I’m hoping to get back to weekly thoughts on Scripture and daily living… as we (hopefully) finish up with our several-month-long move to a new facility.
Today I’m tackling a particular catch-phrase that I’ve occasionally heard echoed through modern Christianity. A brief Google search reveals sermons from Seoul to California promoting this saying:
“God’s commands are his enablements.”
This is at best misleading, and when not understood correctly, hurtfully wrong.
What is meant, charitably, by this statement is that God helps us do what he wants us to do. He says what we are to do, and then he gives us the strength, the power, to do what he commands.

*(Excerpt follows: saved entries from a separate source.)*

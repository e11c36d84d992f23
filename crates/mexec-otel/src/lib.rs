//! Tracing setup for mexec binaries.
//!
//! Console output honours `RUST_LOG` (default `info`). Admission decisions are
//! emitted on [`AUDIT_TARGET`] and can additionally be written to a rolling
//! file with `MEXEC_AUDIT_LOG_ROLL=1`.

use std::path::PathBuf;

use once_cell::sync::OnceCell;
use tracing_appender::non_blocking::{NonBlocking, WorkerGuard};
use tracing_appender::rolling::{RollingFileAppender, Rotation};
use tracing_subscriber::filter::Targets;
use tracing_subscriber::{
    fmt,
    layer::{Layer, SubscriberExt},
    util::SubscriberInitExt,
    EnvFilter,
};

pub const AUDIT_TARGET: &str = "mexec.audit";

static AUDIT_GUARD: OnceCell<WorkerGuard> = OnceCell::new();

pub fn init() {
    let console = fmt::layer().with_filter(
        EnvFilter::try_from_default_env().unwrap_or_else(|_| EnvFilter::new("info")),
    );
    let audit = AuditSettings::from_env().and_then(open_audit_writer).map(|writer| {
        fmt::layer()
            .with_ansi(false)
            .with_target(false)
            .with_writer(writer)
            .with_filter(Targets::new().with_target(AUDIT_TARGET, tracing::Level::INFO))
    });
    let _ = tracing_subscriber::registry()
        .with(console)
        .with(audit)
        .try_init();
}

#[derive(Debug, PartialEq)]
struct AuditSettings {
    dir: PathBuf,
    prefix: String,
    rotation: Rotation,
}

impl AuditSettings {
    fn from_env() -> Option<Self> {
        let var = |key: &str| std::env::var(key).ok().filter(|v| !v.trim().is_empty());
        if var("MEXEC_AUDIT_LOG_ROLL").as_deref() != Some("1") {
            return None;
        }
        Some(Self {
            dir: audit_dir(var("MEXEC_AUDIT_LOG_DIR"), var("MEXEC_LOGS_DIR")),
            prefix: var("MEXEC_AUDIT_LOG_PREFIX").unwrap_or_else(|| "admission".into()),
            rotation: parse_rotation(var("MEXEC_AUDIT_LOG_ROTATION").as_deref()),
        })
    }
}

/// Explicit audit dir wins; otherwise `audit/` under the shared logs dir.
fn audit_dir(explicit: Option<String>, logs: Option<String>) -> PathBuf {
    match (explicit, logs) {
        (Some(dir), _) => PathBuf::from(dir),
        (None, Some(logs)) => PathBuf::from(logs).join("audit"),
        (None, None) => PathBuf::from("logs"),
    }
}

fn parse_rotation(raw: Option<&str>) -> Rotation {
    match raw.map(|r| r.trim().to_ascii_lowercase()).as_deref() {
        Some("minutely") => Rotation::MINUTELY,
        Some("hourly") => Rotation::HOURLY,
        Some("never") => Rotation::NEVER,
        _ => Rotation::DAILY,
    }
}

fn open_audit_writer(settings: AuditSettings) -> Option<NonBlocking> {
    if let Err(err) = std::fs::create_dir_all(&settings.dir) {
        eprintln!(
            "mexec: audit log disabled, cannot create {}: {err}",
            settings.dir.display()
        );
        return None;
    }
    let appender = match RollingFileAppender::builder()
        .rotation(settings.rotation)
        .filename_prefix(&settings.prefix)
        .build(&settings.dir)
    {
        Ok(appender) => appender,
        Err(err) => {
            eprintln!("mexec: audit log disabled: {err}");
            return None;
        }
    };
    let (writer, guard) = tracing_appender::non_blocking(appender);
    let _ = AUDIT_GUARD.set(guard);
    Some(writer)
}
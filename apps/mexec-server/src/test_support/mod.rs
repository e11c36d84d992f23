pub(crate) mod env {
    use parking_lot::{const_mutex, Mutex, MutexGuard};

    static ENV_LOCK: Mutex<()> = const_mutex(());

    /// Holds the process-wide env lock and puts every touched key back on drop.
    pub(crate) struct EnvGuard {
        _lock: MutexGuard<'static, ()>,
        restore: Vec<(String, Option<String>)>,
    }

    pub(crate) fn guard() -> EnvGuard {
        EnvGuard {
            _lock: ENV_LOCK.lock(),
            restore: Vec::new(),
        }
    }

    impl EnvGuard {
        fn snapshot(&mut self, key: &str) {
            if !self.restore.iter().any(|(seen, _)| seen == key) {
                self.restore.push((key.to_string(), std::env::var(key).ok()));
            }
        }

        pub(crate) fn set(&mut self, key: &str, value: impl AsRef<str>) {
            self.snapshot(key);
            std::env::set_var(key, value.as_ref());
        }

        pub(crate) fn remove(&mut self, key: &str) {
            self.snapshot(key);
            std::env::remove_var(key);
        }

        pub(crate) fn clear_keys(&mut self, keys: &[&str]) {
            keys.iter().for_each(|key| self.remove(key));
        }
    }

    impl Drop for EnvGuard {
        fn drop(&mut self) {
            while let Some((key, original)) = self.restore.pop() {
                match original {
                    Some(value) => std::env::set_var(&key, value),
                    None => std::env::remove_var(&key),
                }
            }
        }
    }
}

pub(crate) mod directory {
    use std::sync::atomic::{AtomicUsize, Ordering};

    use async_trait::async_trait;

    use crate::identity::{DirectoryError, InstanceQuery, WorkloadDirectory, WorkloadRecord};

    /// In-memory directory that records how often it was queried.
    #[derive(Default)]
    pub(crate) struct StaticDirectory {
        pub records: Vec<WorkloadRecord>,
        pub fail: bool,
        calls: AtomicUsize,
    }

    impl StaticDirectory {
        pub(crate) fn with_owners(owners: &[Option<&str>]) -> Self {
            Self {
                records: owners
                    .iter()
                    .enumerate()
                    .map(|(i, owner)| WorkloadRecord {
                        name: format!("ws-pod-{i}"),
                        owner: owner.map(str::to_string),
                    })
                    .collect(),
                ..Self::default()
            }
        }

        pub(crate) fn failing() -> Self {
            Self {
                fail: true,
                ..Self::default()
            }
        }

        pub(crate) fn calls(&self) -> usize {
            self.calls.load(Ordering::SeqCst)
        }
    }

    #[async_trait]
    impl WorkloadDirectory for StaticDirectory {
        async fn running_instances(
            &self,
            _query: &InstanceQuery,
        ) -> Result<Vec<WorkloadRecord>, DirectoryError> {
            self.calls.fetch_add(1, Ordering::SeqCst);
            if self.fail {
                return Err(DirectoryError::Unavailable("static failure".into()));
            }
            Ok(self.records.clone())
        }
    }
}
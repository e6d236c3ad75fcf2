//! The scene: an ordered list of cubes built from a plain-data description.

use anyhow::{Result, ensure};
use serde::{Deserialize, Serialize};

use crate::data_structures::cube::{Cube, CubeInstanceData};

/// One cube of a [`SceneDescription`].
#[derive(Clone, Copy, Debug, PartialEq, Serialize, Deserialize)]
pub struct CubeDescriptor {
    pub position: [f32; 3],
    /// RGBA, each channel in [0, 1].
    pub color: [f32; 4],
}

impl CubeDescriptor {
    pub fn new(position: [f32; 3], color: [f32; 4]) -> Self {
        Self { position, color }
    }
}

#[derive(Clone, Debug, PartialEq, Serialize, Deserialize)]
pub struct SceneDescription {
    pub cubes: Vec<CubeDescriptor>,
}

impl SceneDescription {
    pub fn validate(&self) -> Result<()> {
        for (idx, cube) in self.cubes.iter().enumerate() {
            ensure!(
                cube.position.iter().chain(cube.color.iter()).all(|v| v.is_finite()),
                "cube {} has a non-finite position or colour: {:?}",
                idx,
                cube
            );
        }
        Ok(())
    }
}

impl Default for SceneDescription {
    /// Red, green, blue and yellow cubes spread around the origin.
    fn default() -> Self {
        Self {
            cubes: vec![
                CubeDescriptor::new([0.2, 0.0, 0.0], [1.0, 0.0, 0.0, 1.0]),
                CubeDescriptor::new([0.0, 0.2, 0.0], [0.0, 1.0, 0.0, 1.0]),
                CubeDescriptor::new([0.0, 0.0, -0.2], [0.0, 0.0, 1.0, 1.0]),
                CubeDescriptor::new([0.0, 0.0, 0.0], [1.0, 1.0, 0.0, 1.0]),
            ],
        }
    }
}

#[derive(Clone, Debug, Default, PartialEq)]
pub struct Scene {
    cubes: Vec<Cube>,
}

impl Scene {
    pub fn from_description(description: &SceneDescription) -> Self {
        let cubes = description
            .cubes
            .iter()
            .map(|d| Cube::new(d.position.into(), d.color.into()))
            .collect();
        Self { cubes }
    }

    pub fn cubes(&self) -> &[Cube] {
        &self.cubes
    }

    pub fn len(&self) -> usize {
        self.cubes.len()
    }

    pub fn is_empty(&self) -> bool {
        self.cubes.is_empty()
    }

    /// Advance every cube by one step and collect the instance records in scene order.
    pub fn update_transforms(&mut self, aspect: f32) -> Vec<CubeInstanceData> {
        self.cubes
            .iter_mut()
            .map(|cube| cube.update_transform(aspect))
            .collect()
    }
}

impl From<&SceneDescription> for Scene {
    fn from(description: &SceneDescription) -> Self {
        Self::from_description(description)
    }
}
use crate::data_structures::{
    cube::CubeInstanceData,
    mesh::{MeshVertex, Vertex},
    texture::Texture,
};

/// Entry points the cube shader module has to export.
pub const VERTEX_ENTRY: &str = "vertex_main";
pub const FRAGMENT_ENTRY: &str = "fragment_main";

/// Depth test used by the cube pass: nearer fragments win and are written back.
pub fn build_depth_state() -> wgpu::DepthStencilState {
    wgpu::DepthStencilState {
        format: Texture::DEPTH_FORMAT,
        depth_write_enabled: Some(true),
        depth_compare: Some(wgpu::CompareFunction::Less),
        stencil: wgpu::StencilState::default(),
        bias: wgpu::DepthBiasState::default(),
    }
}

/// Triangle lists with counter-clockwise front faces; back faces are culled.
pub fn primitive_state() -> wgpu::PrimitiveState {
    wgpu::PrimitiveState {
        topology: wgpu::PrimitiveTopology::TriangleList,
        strip_index_format: None,
        front_face: wgpu::FrontFace::Ccw,
        cull_mode: Some(wgpu::Face::Back),
        polygon_mode: wgpu::PolygonMode::Fill,
        unclipped_depth: false,
        conservative: false,
    }
}

pub fn build_pipeline(device: &wgpu::Device, color_format: wgpu::TextureFormat) -> wgpu::RenderPipeline {
    let render_pipeline_layout = device.create_pipeline_layout(&wgpu::PipelineLayoutDescriptor {
        label: Some("Cube Pipeline Layout"),
        bind_group_layouts: &[],
        immediate_size: 0,
    });

    let shader = wgpu::ShaderModuleDescriptor {
        label: Some("Cube Shader"),
        source: wgpu::ShaderSource::Wgsl(include_str!("cube_shader.wgsl").into()),
    };

    mk_render_pipeline(
        device,
        &render_pipeline_layout,
        color_format,
        Some(wgpu::BlendState::REPLACE),
        Some(build_depth_state()),
        &[MeshVertex::desc(), CubeInstanceData::desc()],
        shader,
    )
}

pub fn mk_render_pipeline(
    device: &wgpu::Device,
    layout: &wgpu::PipelineLayout,
    color_format: wgpu::TextureFormat,
    blend: Option<wgpu::BlendState>,
    depth_stencil: Option<wgpu::DepthStencilState>,
    vertex_layouts: &[wgpu::VertexBufferLayout],
    shader: wgpu::ShaderModuleDescriptor,
) -> wgpu::RenderPipeline {
    let shader = device.create_shader_module(shader);

    device.create_render_pipeline(&wgpu::RenderPipelineDescriptor {
        cache: None,
        label: Some("Cube Render Pipeline"),
        layout: Some(layout),
        vertex: wgpu::VertexState {
            module: &shader,
            entry_point: Some(VERTEX_ENTRY),
            buffers: vertex_layouts,
            compilation_options: Default::default(),
        },
        fragment: Some(wgpu::FragmentState {
            module: &shader,
            entry_point: Some(FRAGMENT_ENTRY),
            targets: &[Some(wgpu::ColorTargetState {
                format: color_format,
                blend,
                write_mask: wgpu::ColorWrites::ALL,
            })],
            compilation_options: Default::default(),
        }),
        primitive: primitive_state(),
        depth_stencil,
        multisample: wgpu::MultisampleState {
            count: 1,
            mask: !0,
            alpha_to_coverage_enabled: false,
        },
        multiview_mask: None,
    })
}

This is fine, as far as it goes (which isn’t far enough, but we’ll take a look at that in a moment).
But that charitable reading is not what the phrase actually says.
“God’s commands are his enablements” is a clear equation: the commands of God = (“are”) the enablements of God.
This equation does not appear to be in the Bible.
Perhaps the closest echo is in 2 Peter 1:3.
“His divine power has given us everything we need for life and godliness…”
So God’s power has given us what we need for godliness. Godliness in turn would seem to embody a life of keeping his commands. But it does not say that the commands are the power. Quite the contrary, the power is, as Peter goes on to write, “… through the knowledge of Him who has called us to his own glory… by which he has granted to us his precious and very great promises.”
Catch that? The power is in the true knowledge of Jesus. The true knowledge of Jesus… by which we are implanted, united to Him. Made new by the power of the Holy Spirit. His promises are to make us a new creation… these very great and precious promises are the engine of our obedience.
In fact, the Bible consistently points to God’s commands, sometimes called law, as powerless rather than enabling (see, for example, Romans 8:3 or Galatians 3:21). That doesn’t make commands bad – to the contrary, they help reveal God’s heart and character and give us rails for living. But the commands aren’t shown to be empowering.
So if the commands themselves aren’t enabling, what does enable the believer?
What enables God’s commands is the gospel. The good news of Jesus. The indicatives of the Bible. The reality that your sin has been paid for, that a way has been made, that an inheritance is yours forever, the truth of a new birth.
Michael Horton uses the analogy of a sailboat:
“Think of a sailboat. You can have all the guidance equipment to tell you where to go, to plot your course, and to warn you when you’ve been blown off course. However, you can’t move an inch without wind in your sails… the law directs, but it cannot drive gospel sanctification.”
See the difference?
God’s commands are not his enablements. The gospel is. The gospel is the motivator, the gospel is engine, the gospel is what enables response to God’s commands. The desire for you and for me to follow God’s commands is in no way the commands themselves. It is a new heart.
This difference is incredibly important to Christian living in several ways. Here’s two:
First, if you realize that your enablement is Christ, when you fail… you run back to Christ. Your prayer focuses not on impartial empowerment to overcome a particular sin, but dependent pleading to have a life more focused on Jesus. Sin is a result of unbelief and pride… not only (or even primarily) the failure itself. Since that sin has been paid for by Jesus Christ, there’s not an accompanying guilt of despair with failure (as opposed to the ‘it is all up to you’ flavor of God’s commands being his enablements).
Second, omitting the gospel from the equation of keeping God’s commands blurs the distinction between moralism and true Christianity. True Christianity is firmly founded and centered on Jesus’ finished work. He kept the commands, so now I’m saved… and that salvation pushes me to want to keep God’s commands. That last phrase is decidedly subservient to the first. If it isn’t, I’m headed toward moralism.
Tim Keller puts it this way:
“…modern and post-modern people have been rejecting Christianity for years thinking that it was indistinguishable from moralism. Non-Christians will always automatically hear gospel presentations as appeals to become moral and religious, unless in your preaching you use the good news of grace to deconstruct legalism.”
It really is important not to skip over the gospel, nor to skip over how a gospel-driven life is fundamentally different from God’s commands themselves being the empowerment for your obedience.
So I’d propose we should stop using “God’s commands are his enablements.”
We could replace it with Tullian Tchividjian’s “Imperatives minus indicatives are impossibilities;” or “Jesus plus nothing equals everything”… or “God’s gospel is his enablement”… may we joyfully exult in following our Savior because of who he is and what he has done for us!